Category: Superhero

Capes, lasers, and emotionally distant billionaires.

  • The Fantastic Four: First Steps

    The Fantastic Four: First Steps

    This is Marvel’s 87th attempt to make the Fantastic Four work on screen, which is impressive if you consider that most people give up on a Rubik’s Cube after six minutes and one thrown coffee mug. But this time, it’s going to be different, allegedly because Marvel gave the project to a director who has both a “vision” and the ability to hold actors at gunpoint until they stop smirking during green screen takes.

    The Fantastic Four, in case you’re unfamiliar, are a group of scientists and one hothead who went to space and came back with the kind of mutations you normally only get from expired gas station sushi. They are:

    • Mr. Fantastic, a man who can stretch his body like taffy and somehow still thinks he should be in charge.
    • The Invisible Woman, who has the power to disappear and still gets talked over during team meetings.
    • The Human Torch, who flies around on fire and would absolutely commit insurance fraud for fun.
    • The Thing, who is made of rock, yells a lot, and looks like what would happen if a chicken nugget wished to be a linebacker.

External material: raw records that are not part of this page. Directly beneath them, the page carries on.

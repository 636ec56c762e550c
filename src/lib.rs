//! USB mass storage host stack and paged dataflash block store.
//!
//! The host side drives external USB mass storage devices through
//! three layers: a control-transfer engine on the control pipe, a
//! descriptor walker that discovers the bulk pipe pair, and the
//! bulk-only block protocol framing SCSI READ(10)/WRITE(10) commands.
//! The device side exposes a multi-chip dataflash array as fixed-size
//! logical blocks, streaming payloads to and from a bulk endpoint.
//!
//! Hardware access goes through three capability traits implemented
//! once per board: [`drivers::usb::HostBus`] for the pipe registers,
//! [`drivers::dataflash::DataflashBus`] for the SPI link and
//! [`drivers::dataflash::DataEndpoint`] for the endpoint byte stream.
//! Everything above those traits is portable and unit-tested against
//! scripted in-memory implementations.

#![cfg_attr(not(test), no_std)]

pub mod drivers;
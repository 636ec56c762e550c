//! Universal Serial Bus host stack.

use core::fmt;

mod usb;
pub use usb::*;
mod pipe;
pub use pipe::*;
mod host;
pub use host::*;
mod config;
pub use config::*;
pub mod drivers;

#[cfg(test)]
pub(crate) mod testing;

/// Faults observed while waiting on the bus.
///
/// Every polling wait checks these in order (disconnect, bus error,
/// stall) and clears the faulting hardware flag before returning.
#[derive(Debug, Clone, Copy, PartialEq, Eq)]
pub enum WaitError {
    Disconnected,
    BusError,
    Stalled,
}

impl fmt::Display for WaitError {
    fn fmt(&self, f: &mut fmt::Formatter<'_>) -> fmt::Result {
        match self {
            Self::Disconnected => write!(f, "device disconnected"),
            Self::BusError => write!(f, "pipe bus error"),
            Self::Stalled => write!(f, "pipe stalled"),
        }
    }
}

/// Failures of a whole control request.
#[derive(Debug, Clone, Copy, PartialEq, Eq)]
pub enum ControlError {
    /// A stage did not complete within the session's tick budget.
    Timeout,
    Wait(WaitError),
}

impl From<WaitError> for ControlError {
    #[inline]
    fn from(err: WaitError) -> Self {
        Self::Wait(err)
    }
}

impl fmt::Display for ControlError {
    fn fmt(&self, f: &mut fmt::Formatter<'_>) -> fmt::Result {
        match self {
            Self::Timeout => write!(f, "software timeout"),
            Self::Wait(err) => err.fmt(f),
        }
    }
}

/// Failures surfaced once during device attach.
///
/// The caller's policy is fail-stop: no new operation is attempted
/// until the device is physically reattached.
#[derive(Debug, Clone, Copy, PartialEq, Eq)]
pub enum EnumerationError {
    ControlError,
    DescriptorTooLarge,
    InterfaceNotFound,
    NoEndpointFound,
}

impl From<ControlError> for EnumerationError {
    #[inline]
    fn from(_: ControlError) -> Self {
        Self::ControlError
    }
}

impl fmt::Display for EnumerationError {
    fn fmt(&self, f: &mut fmt::Formatter<'_>) -> fmt::Result {
        match self {
            Self::ControlError => write!(f, "control request failed"),
            Self::DescriptorTooLarge => write!(f, "configuration descriptor too large"),
            Self::InterfaceNotFound => write!(f, "no matching interface"),
            Self::NoEndpointFound => write!(f, "no matching endpoint"),
        }
    }
}

/// Opaque block I/O failure.
///
/// Stall and disconnect are deliberately not distinguished at this
/// boundary; the device session is over either way.
#[derive(Debug, Clone, Copy, PartialEq, Eq)]
pub struct TransferFailed;

impl fmt::Display for TransferFailed {
    fn fmt(&self, f: &mut fmt::Formatter<'_>) -> fmt::Result {
        write!(f, "bulk transfer failed")
    }
}
//! Property listings (`ponuda`).

use chrono::NaiveDateTime;
use serde::Serialize;

use crate::domain::types::{
    Amount, CityName, ImageUrl, ListingId, ListingSlug, ListingTitle, SanitizedText, UserId,
    string_enum,
};

string_enum! {
    /// Kind of property being offered.
    PropertyType {
        Apartment => "stan",
        House => "kuca",
        Land => "zemljiste",
        Commercial => "poslovni",
        Other => "ostalo",
    }
}

string_enum! {
    /// Whether the property is for sale or for rent.
    TransactionType {
        Sale => "prodaja",
        Rent => "najam",
    }
}

#[derive(Clone, Debug, Serialize, PartialEq)]
pub struct Listing {
    pub id: ListingId,
    pub agent_id: Option<UserId>,
    pub title: ListingTitle,
    pub slug: ListingSlug,
    pub description: SanitizedText,
    pub property_type: PropertyType,
    pub transaction_type: TransactionType,
    pub price: Amount,
    pub area: Option<Amount>,
    pub rooms: Option<i32>,
    pub city: CityName,
    pub address: Option<String>,
    pub image_url: Option<ImageUrl>,
    pub is_published: bool,
    pub is_archived: bool,
    pub created_at: NaiveDateTime,
    pub updated_at: NaiveDateTime,
}

impl Listing {
    /// Listing can be shown on the public page.
    pub fn is_public(&self) -> bool {
        self.is_published && !self.is_archived
    }

    /// Price per square metre when the area is known.
    pub fn price_per_m2(&self) -> Option<f64> {
        self.area
            .map(Amount::get)
            .filter(|area| *area > 0.0)
            .map(|area| (self.price.get() / area * 100.0).round() / 100.0)
    }
}

/// Editable listing attributes shared by create and update.
#[derive(Clone, Debug, PartialEq)]
pub struct ListingDetails {
    pub title: ListingTitle,
    pub description: SanitizedText,
    pub property_type: PropertyType,
    pub transaction_type: TransactionType,
    pub price: Amount,
    pub area: Option<Amount>,
    pub rooms: Option<i32>,
    pub city: CityName,
    pub address: Option<String>,
    pub image_url: Option<ImageUrl>,
}

#[derive(Clone, Debug, PartialEq)]
pub struct NewListing {
    pub agent_id: Option<UserId>,
    pub slug: ListingSlug,
    pub details: ListingDetails,
    pub is_published: bool,
}

impl NewListing {
    #[must_use]
    pub fn new(
        agent_id: Option<UserId>,
        slug: ListingSlug,
        details: ListingDetails,
        is_published: bool,
    ) -> Self {
        Self {
            agent_id,
            slug,
            details,
            is_published,
        }
    }
}

#[cfg(test)]
mod tests {
    use super::*;
    use chrono::Utc;

    fn listing(area: Option<f64>) -> Listing {
        let now = Utc::now().naive_utc();
        Listing {
            id: ListingId::new(1).unwrap(),
            agent_id: None,
            title: ListingTitle::new("Stan").unwrap(),
            slug: ListingSlug::new("stan").unwrap(),
            description: SanitizedText::default(),
            property_type: PropertyType::Apartment,
            transaction_type: TransactionType::Sale,
            price: Amount::new(150_000.0).unwrap(),
            area: area.map(|a| Amount::new(a).unwrap()),
            rooms: Some(2),
            city: CityName::new("Zagreb").unwrap(),
            address: None,
            image_url: None,
            is_published: true,
            is_archived: false,
            created_at: now,
            updated_at: now,
        }
    }

    #[test]
    fn archived_listing_is_not_public() {
        let mut l = listing(None);
        assert!(l.is_public());
        l.is_archived = true;
        assert!(!l.is_public());
    }

    #[test]
    fn price_per_m2_requires_positive_area() {
        assert_eq!(listing(Some(60.0)).price_per_m2(), Some(2500.0));
        assert_eq!(listing(Some(0.0)).price_per_m2(), None);
        assert_eq!(listing(None).price_per_m2(), None);
    }
}
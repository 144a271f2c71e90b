//! Login and account creation.

use validator::Validate;

use crate::domain::types::EmailAddress;
use crate::domain::user::{NewUser, User};
use crate::forms::auth::LoginForm;
use crate::forms::users::AddUserPayload;
use crate::models::auth::{AuthenticatedUser, hash_password, verify_password};
use crate::repository::{UserReader, UserWriter};
use crate::services::{ServiceError, ServiceResult};

pub const INVALID_CREDENTIALS: &str = "Pogrešan email ili lozinka.";

/// Checks credentials and returns the claims to store in the session.
///
/// Unknown emails, wrong passwords and deactivated accounts all fail with the
/// same message.
pub fn login<R>(repo: &R, form: LoginForm, session_ttl_hours: i64) -> ServiceResult<AuthenticatedUser>
where
    R: UserReader + ?Sized,
{
    let invalid = || ServiceError::Form(INVALID_CREDENTIALS.to_string());

    form.validate().map_err(|_| invalid())?;
    let email = EmailAddress::new(form.email).map_err(|_| invalid())?;

    let user = repo.get_user_by_email(&email)?.ok_or_else(invalid)?;
    if !user.is_active || !verify_password(&form.password, &user.password_hash) {
        log::info!("Rejected login for {email}");
        return Err(invalid());
    }

    Ok(AuthenticatedUser::new(&user, session_ttl_hours))
}

/// Hashes the password and stores a new account with a unique email.
pub fn create_account<R>(repo: &R, payload: AddUserPayload) -> ServiceResult<User>
where
    R: UserReader + UserWriter + ?Sized,
{
    if repo.get_user_by_email(&payload.email)?.is_some() {
        return Err(ServiceError::Form(
            "Korisnik s tom email adresom već postoji.".to_string(),
        ));
    }

    let password_hash = hash_password(&payload.password)
        .map_err(|e| ServiceError::Internal(format!("password hashing failed: {e}")))?;
    let new_user = NewUser::new(payload.email, payload.name, payload.role, password_hash);

    Ok(repo.create_user(&new_user)?)
}
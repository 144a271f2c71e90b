use diesel::connection::SimpleConnection;
use diesel::prelude::*;
use diesel::sql_types::Integer;

mod common;

#[derive(QueryableByName)]
struct Pragma {
    #[diesel(sql_type = Integer)]
    foreign_keys: i32,
}

#[test]
fn test_creates_migrated_database_file() {
    let test_db = common::TestDb::new("test_creates_migrated_database_file.db");
    let conn = test_db.pool().get();
    assert!(conn.is_ok());
    assert!(test_db.path().exists());
}

#[test]
fn test_connections_enforce_foreign_keys() {
    let test_db = common::TestDb::new("test_connections_enforce_foreign_keys.db");
    let mut conn = test_db.pool().get().unwrap();

    let pragma = diesel::sql_query("PRAGMA foreign_keys")
        .get_result::<Pragma>(&mut conn)
        .unwrap();
    assert_eq!(pragma.foreign_keys, 1);

    // A campaign pointing at a missing listing is rejected.
    let result = conn.batch_execute(
        "INSERT INTO kampanja (listing_id, name, channel, utm_campaign, budget, starts_on, is_active, created_at) \
         VALUES (999, 'x', 'facebook', 'x', 0, '2025-03-01', 1, '2025-03-01 00:00:00')",
    );
    assert!(result.is_err());
}
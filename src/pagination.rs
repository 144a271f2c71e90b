//! Page number windows for paginated tables.

use serde::Serialize;

/// Rows per page on every paginated screen.
pub const DEFAULT_ITEMS_PER_PAGE: usize = 20;

/// Number of pages needed for `total` rows.
pub fn total_pages(total: usize, per_page: usize) -> usize {
    if per_page == 0 {
        return 0;
    }
    total.div_ceil(per_page)
}

/// Page links around `current_page`; `None` marks an elided gap.
fn get_pages(
    total_pages: usize,
    current_page: usize,
    left_edge: usize,
    left_current: usize,
    right_current: usize,
    right_edge: usize,
) -> Vec<Option<usize>> {
    let last_page = total_pages;

    if last_page == 0 {
        return vec![];
    }

    let mut pages = Vec::new();

    let left_end = (1 + left_edge).min(last_page + 1);
    pages.extend((1..left_end).map(Some));

    let mid_start = left_end.max(current_page.saturating_sub(left_current));
    let mid_end = (current_page + right_current + 1).min(last_page + 1);

    if mid_start > left_end {
        pages.push(None);
    }
    pages.extend((mid_start..mid_end).map(Some));

    let right_start = mid_end.max(last_page.saturating_sub(right_edge) + 1);

    if right_start > mid_end {
        pages.push(None);
    }
    pages.extend((right_start..=last_page).map(Some));

    pages
}

#[derive(Debug, Serialize)]
pub struct Paginated<T> {
    pub items: Vec<T>,
    pub pages: Vec<Option<usize>>,
    pub page: usize,
    pub total: usize,
}

impl<T> Paginated<T> {
    /// Wraps one page of `items` out of `total` matching rows.
    pub fn new(items: Vec<T>, current_page: usize, total: usize, per_page: usize) -> Self {
        let current_page = current_page.max(1);
        let pages = get_pages(total_pages(total, per_page), current_page, 2, 2, 4, 2);

        Self {
            items,
            pages,
            page: current_page,
            total,
        }
    }
}
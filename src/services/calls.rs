//! Calls and inquiries recorded by agents.

use chrono::Utc;

use crate::SERVICE_ACCESS_ROLE;
use crate::domain::call::{Call, CallSource, CallStatus, NewCall};
use crate::domain::listing::Listing;
use crate::domain::types::{CallId, ListingId};
use crate::dto::calls::{CallRow, CallsPageData};
use crate::forms::calls::{AddCallForm, AddCallPayload, CallStatusForm, CallsQuery};
use crate::models::auth::AuthenticatedUser;
use crate::pagination::{DEFAULT_ITEMS_PER_PAGE, Paginated};
use crate::repository::{CallListQuery, CallReader, CallWriter, CampaignReader, ListingReader};
use crate::services::{ServiceError, ServiceResult, ensure_role};

/// Attaches listing titles for the calls table.
pub fn call_rows(calls: Vec<Call>, listings: &[Listing]) -> Vec<CallRow> {
    calls
        .into_iter()
        .map(|call| CallRow {
            listing_title: call.listing_id.and_then(|id| {
                listings
                    .iter()
                    .find(|l| l.id == id)
                    .map(|l| l.title.to_string())
            }),
            call,
        })
        .collect()
}

pub fn list_calls<R>(repo: &R, user: &AuthenticatedUser, query: CallsQuery) -> ServiceResult<CallsPageData>
where
    R: CallReader + ListingReader + ?Sized,
{
    ensure_role(user, SERVICE_ACCESS_ROLE)?;

    let page = query.page.unwrap_or(1);
    let status_filter = query
        .status
        .as_deref()
        .and_then(|s| s.parse::<CallStatus>().ok());
    let listing_filter = query.listing_id.and_then(|id| ListingId::new(id).ok());

    let mut list_query = CallListQuery::default().paginate(page, DEFAULT_ITEMS_PER_PAGE);
    if let Some(status) = status_filter {
        list_query = list_query.status(status);
    }
    if let Some(listing_id) = listing_filter {
        list_query = list_query.listing(listing_id);
    }

    let (total, calls) = repo.list_calls(list_query)?;
    let listings = repo.list_all_listings()?;
    let rows = call_rows(calls, &listings);

    Ok(CallsPageData {
        calls: Paginated::new(rows, page, total, DEFAULT_ITEMS_PER_PAGE),
        listings,
        status_filter,
        listing_filter: listing_filter.map(ListingId::get),
        statuses: CallStatus::ALL,
        sources: CallSource::ALL
            .iter()
            .copied()
            .filter(|s| *s != CallSource::Web)
            .collect(),
    })
}

/// Stores a manually entered call. A campaign implies its listing.
pub fn add_call<R>(repo: &R, user: &AuthenticatedUser, form: AddCallForm) -> ServiceResult<Call>
where
    R: CallWriter + ListingReader + CampaignReader + ?Sized,
{
    ensure_role(user, SERVICE_ACCESS_ROLE)?;

    let payload = AddCallPayload::try_from(form)?;

    let mut listing_id = payload.listing_id;
    if let Some(id) = listing_id {
        if repo.get_listing_by_id(id)?.is_none() {
            return Err(ServiceError::Form("Odabrana ponuda ne postoji.".to_string()));
        }
    }
    if let Some(campaign_id) = payload.campaign_id {
        let campaign = repo
            .get_campaign_by_id(campaign_id)?
            .ok_or_else(|| ServiceError::Form("Odabrana kampanja ne postoji.".to_string()))?;
        if listing_id.is_some_and(|id| id != campaign.listing_id) {
            return Err(ServiceError::Form(
                "Kampanja ne pripada odabranoj ponudi.".to_string(),
            ));
        }
        listing_id = Some(campaign.listing_id);
    }

    let new_call = NewCall {
        listing_id,
        campaign_id: payload.campaign_id,
        name: payload.name,
        phone: payload.phone,
        email: payload.email,
        message: payload.message,
        source: payload.source,
        created_by: Some(user.user_id()?),
        created_at: Utc::now().naive_utc(),
    };

    Ok(repo.create_call(&new_call)?)
}

pub fn update_call_status<R>(
    repo: &R,
    user: &AuthenticatedUser,
    call_id: i32,
    form: CallStatusForm,
) -> ServiceResult<Call>
where
    R: CallWriter + ?Sized,
{
    ensure_role(user, SERVICE_ACCESS_ROLE)?;

    let status = CallStatus::try_from(&form)?;

    Ok(repo.update_call_status(CallId::new(call_id)?, status)?)
}

#[cfg(test)]
mod tests {
    use super::*;
    use crate::repository::mock::MockRepository;
    use crate::services::test_support::{agent_user, call, campaign, listing};

    fn form(listing_id: &str, campaign_id: &str) -> AddCallForm {
        AddCallForm {
            listing_id: listing_id.to_string(),
            campaign_id: campaign_id.to_string(),
            name: "Petra".to_string(),
            phone: "091 000 1111".to_string(),
            email: String::new(),
            message: String::new(),
            source: "telefon".to_string(),
        }
    }

    fn stored(new_call: &NewCall) -> Call {
        Call {
            listing_id: new_call.listing_id,
            campaign_id: new_call.campaign_id,
            created_by: new_call.created_by,
            ..call(9, None)
        }
    }

    #[test]
    fn campaign_fills_in_listing_and_author() {
        let mut repo = MockRepository::new();
        repo.expect_get_campaign_by_id()
            .returning(|id| Ok(Some(campaign(id.get(), 3, "ljeto"))));
        repo.expect_create_call()
            .withf(|new_call| {
                new_call.listing_id.map(ListingId::get) == Some(3)
                    && new_call.created_by.map(|id| id.get()) == Some(2)
                    && new_call.source == CallSource::Phone
            })
            .times(1)
            .returning(|new_call| Ok(stored(new_call)));

        let call = add_call(&repo, &agent_user(), form("", "6")).unwrap();

        assert_eq!(call.listing_id.map(ListingId::get), Some(3));
    }

    #[test]
    fn campaign_of_another_listing_is_rejected() {
        let mut repo = MockRepository::new();
        repo.expect_get_listing_by_id()
            .returning(|id| Ok(Some(listing(id.get(), "stan"))));
        repo.expect_get_campaign_by_id()
            .returning(|id| Ok(Some(campaign(id.get(), 3, "ljeto"))));
        repo.expect_create_call().times(0);

        assert!(matches!(
            add_call(&repo, &agent_user(), form("1", "6")),
            Err(ServiceError::Form(_))
        ));
    }

    #[test]
    fn list_filters_and_titles_rows() {
        let mut repo = MockRepository::new();
        repo.expect_list_calls()
            .withf(|query| {
                query.status == Some(CallStatus::New) && query.listing_id.is_none()
            })
            .returning(|_| Ok((2, vec![call(1, Some(1)), call(2, None)])));
        repo.expect_list_all_listings()
            .returning(|| Ok(vec![listing(1, "stan")]));

        let query = CallsQuery {
            status: Some("novi".to_string()),
            listing_id: None,
            page: None,
        };
        let data = list_calls(&repo, &agent_user(), query).unwrap();

        assert_eq!(data.calls.items[0].listing_title.as_deref(), Some("Stan 1"));
        assert_eq!(data.calls.items[1].listing_title, None);
        assert!(!data.sources.contains(&CallSource::Web));
    }

    #[test]
    fn unknown_status_is_a_form_error() {
        let mut repo = MockRepository::new();
        repo.expect_update_call_status().times(0);

        let form = CallStatusForm {
            status: "obrisan".to_string(),
        };

        assert!(matches!(
            update_call_status(&repo, &agent_user(), 1, form),
            Err(ServiceError::Form(_))
        ));
    }
}
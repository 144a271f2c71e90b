use serde::Serialize;

use crate::domain::listing::Listing;

/// Body of `GET /api/v1/listings`.
#[derive(Debug, Serialize)]
pub struct ListingsResponse {
    /// Total number of listings matching the filter.
    pub total: usize,
    pub page: usize,
    pub listings: Vec<Listing>,
}

/// Body of every failed API call.
#[derive(Debug, Serialize)]
pub struct ApiError {
    pub error: String,
}

impl ApiError {
    pub fn new(message: impl Into<String>) -> Self {
        Self {
            error: message.into(),
        }
    }
}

    The plot is likely something between family drama and apocalyptic science fair. There will be some kind of glowing portal that someone warns them not to go near, followed immediately by everyone going near it. Then chaos. Possibly a cloud. Possibly another dimension. Possibly a villain who speaks in vague metaphors about entropy.

    There will definitely be a scene where Mr. Fantastic stretches his arm across a room to press a button, and everyone acts like it’s normal. There will be at least one emotional conversation about “what it means to be a team,” possibly delivered while someone is literally on fire.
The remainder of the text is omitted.